Japanese limited express train service

The Hayato no Kaze (はやとの風) was a limited express service in Japan which ran between Kagoshima-Chūō Station and Yoshimatsu Station via the Kagoshima Main Line, Nippō Main Line, and Hisatsu Line. It was operated by Kyushu Railway Company (JR Kyushu). Its final run was on 21 March 2022.

==Schedule==
There were two return services per day. All trains stopped at both Osumi-Yokogawa and Kareigawa Stations for about 5 minutes.

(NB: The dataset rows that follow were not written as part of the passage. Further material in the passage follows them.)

//! # Operation Orchestrator
//!
//! Runs one validated [`OperationRequest`] against the graph store and turns
//! the outcome into a [`ResponseEnvelope`].
//!
//! ## Writes (Add, Replace)
//!
//! Source elements are resolved and written strictly in order; the first
//! failure stops the sequence and nothing already written is rolled back.
//! Every terminal outcome publishes exactly one provenance message:
//!
//! - success: publish `success` provenance, answer with a success envelope
//! - failure: publish `error` provenance, then return the original error
//! - failure + publish failure: `PublishFailure` is returned, carrying the
//!   original error, which is also logged
//!
//! ## Reads (Query, Construct, Retrieve)
//!
//! Reads publish no provenance. Their result is materialized inline or to a
//! file according to the requested output type.

use crate::broker::BrokerClient;
use crate::config::GatewayConfig;
use crate::materialize::Materializer;
use crate::publish::{BrokerPublisher, ProvenancePublisher};
use crate::source::SourceResolver;
use crate::store::{GraphFetch, GraphStoreClient};
use chrono::{Local, NaiveDateTime};
use graphgate_core::formats::RdfFormat;
use graphgate_core::{
    ContentType, GatewayError, GraphQuery, GraphRead, GraphWrite, MergedGraph, Operation,
    OperationOutput, OperationRequest, OperationStatus, ProvenanceContext, ResponseEnvelope,
    build_provenance,
};

fn now() -> NaiveDateTime {
    Local::now().naive_local()
}

/// The orchestrator: store, source resolver, materializer and publisher.
pub struct Pipeline<P> {
    store: GraphStoreClient,
    sources: SourceResolver,
    materializer: Materializer,
    publisher: P,
}

impl Pipeline<BrokerPublisher> {
    /// Wire every component from one resolved configuration.
    pub fn from_config(config: &GatewayConfig) -> Result<Self, GatewayError> {
        let broker = BrokerClient::new(&config.broker, &config.timeouts)?;
        Ok(Self::new(
            GraphStoreClient::new(&config.store, &config.timeouts)?,
            SourceResolver::new(&config.timeouts)?,
            Materializer::new(&config.output),
            BrokerPublisher::new(broker, config.broker.provenance_queue.clone()),
        ))
    }
}

impl<P: ProvenancePublisher> Pipeline<P> {
    #[must_use]
    pub fn new(
        store: GraphStoreClient,
        sources: SourceResolver,
        materializer: Materializer,
        publisher: P,
    ) -> Self {
        Self {
            store,
            sources,
            materializer,
            publisher,
        }
    }

    /// The store client, for operations that need no orchestration.
    #[must_use]
    pub fn store(&self) -> &GraphStoreClient {
        &self.store
    }

    /// Run one operation to its terminal outcome.
    pub async fn execute(
        &self,
        request: &OperationRequest,
    ) -> Result<ResponseEnvelope, GatewayError> {
        tracing::info!(
            "Running {} for activity {}",
            request.kind(),
            request.context.activity_id
        );
        match &request.operation {
            Operation::Add(write) => self.write(request, write, false).await,
            Operation::Replace(write) => self.write(request, write, true).await,
            Operation::Query(query) => self.read(&request.context, self.query(query)).await,
            Operation::Construct(query) => {
                self.read(&request.context, self.construct(query)).await
            }
            Operation::Retrieve(read) => self.read(&request.context, self.retrieve(read)).await,
        }
    }

    // =========================================================================
    // WRITES
    // =========================================================================

    async fn write(
        &self,
        request: &OperationRequest,
        write: &GraphWrite,
        replace: bool,
    ) -> Result<ResponseEnvelope, GatewayError> {
        let start_time = now();
        let outcome = self.apply_sources(write, replace).await;
        let end_time = now();

        match outcome {
            Ok(()) => {
                let message =
                    build_provenance(request, OperationStatus::Success, start_time, end_time);
                if let Err(publish_err) = self.publisher.publish(&message).await {
                    tracing::error!(
                        "{} into {} succeeded but its provenance was not published: {}",
                        request.kind(),
                        write.target_graph,
                        publish_err
                    );
                    return Err(publish_err);
                }
                tracing::info!(
                    "{} into {} completed with {} source(s)",
                    request.kind(),
                    write.target_graph,
                    write.source_data.len()
                );
                Ok(ResponseEnvelope::success(&request.context, None))
            }
            Err(err) => {
                let message =
                    build_provenance(request, OperationStatus::Error, start_time, end_time);
                match self.publisher.publish(&message).await {
                    Ok(()) => {
                        tracing::error!(
                            "{} into {} failed ({}): {}",
                            request.kind(),
                            write.target_graph,
                            err.kind(),
                            err
                        );
                        Err(err)
                    }
                    Err(publish_err) => {
                        tracing::error!(
                            "{} into {} failed ({}): {}; error provenance not published: {}",
                            request.kind(),
                            write.target_graph,
                            err.kind(),
                            err,
                            publish_err
                        );
                        Err(supersede(publish_err, &err))
                    }
                }
            }
        }
    }

    /// Replace writes element 0 with PUT; every other element is merged with POST.
    async fn apply_sources(&self, write: &GraphWrite, replace: bool) -> Result<(), GatewayError> {
        for (index, source) in write.source_data.iter().enumerate() {
            let payload = self.sources.resolve(source).await?;
            if replace && index == 0 {
                self.store
                    .replace_graph_data(&write.target_graph, payload, &source.content_type)
                    .await?;
            } else {
                self.store
                    .add_graph_data(&write.target_graph, payload, &source.content_type)
                    .await?;
            }
        }
        Ok(())
    }

    // =========================================================================
    // READS
    // =========================================================================

    async fn read<F>(
        &self,
        context: &ProvenanceContext,
        result: F,
    ) -> Result<ResponseEnvelope, GatewayError>
    where
        F: Future<Output = Result<OperationOutput, GatewayError>>,
    {
        match result.await {
            Ok(output) => Ok(ResponseEnvelope::success(context, Some(output))),
            Err(err) => {
                tracing::error!(
                    "Read for activity {} failed ({}): {}",
                    context.activity_id,
                    err.kind(),
                    err
                );
                Err(err)
            }
        }
    }

    async fn query(&self, query: &GraphQuery) -> Result<OperationOutput, GatewayError> {
        let content = self
            .store
            .sparql_query(&query.source_graphs, &query.query, &query.output.content_type)
            .await?;
        self.materializer
            .materialize(content, query.output.output_type, &query.output.content_type)
            .await
    }

    async fn construct(&self, query: &GraphQuery) -> Result<OperationOutput, GatewayError> {
        let content = self
            .store
            .sparql_construct(&query.source_graphs, &query.query, &query.output.content_type)
            .await?;
        self.materializer
            .materialize(content, query.output.output_type, &query.output.content_type)
            .await
    }

    /// Missing graphs contribute nothing; they do not fail the read.
    async fn retrieve(&self, read: &GraphRead) -> Result<OperationOutput, GatewayError> {
        let (_, format) = ContentType::rdf_graph(&read.output.content_type)?;

        let mut merged = MergedGraph::new();
        for graph_uri in &read.source_graphs {
            match self.store.retrieve_graph(graph_uri).await? {
                GraphFetch::Found(document) => {
                    merged.merge_document(&document, RdfFormat::Turtle)?;
                }
                GraphFetch::NotFound => {
                    tracing::info!("Skipping missing graph {} in retrieve", graph_uri);
                }
            }
        }

        let content = merged.serialize(format)?;
        self.materializer
            .materialize(content, read.output.output_type, &read.output.content_type)
            .await
    }
}

/// The publish failure that replaces `original` as the visible error.
fn supersede(publish_err: GatewayError, original: &GatewayError) -> GatewayError {
    let reason = match publish_err {
        GatewayError::PublishFailure { reason, .. } => reason,
        other => other.to_string(),
    };
    GatewayError::PublishFailure {
        reason,
        underlying: Some(original.to_string()),
    }
}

Some trains stopped at Ryugamizu Station for about 4 minutes for a view of Sakurajima. (Passengers could not alight Ryugamizu Station.)

==Rolling stock==
The train was formed of two specially converted diesel multiple unit (DMU) cars, KiHa 147-1045 and KiHa 47-8092. Initially, the train consisted of KiHa 147-1045 as reserved seating car 1 and KiHa 140-2066 as non-reserved seating car 2. From January 2006, a third car, KiHa 47-8092, was converted for use as reserved seating car 1, with KiHa 147-1045 as non-reserved seating car 2. KiHa 140-2066 was used as a spare car to make 3-car formations at busy periods, but was later rebuilt as a third car for use in the Ibusuki no Tamatebako DMU set, returning to service in March 2012.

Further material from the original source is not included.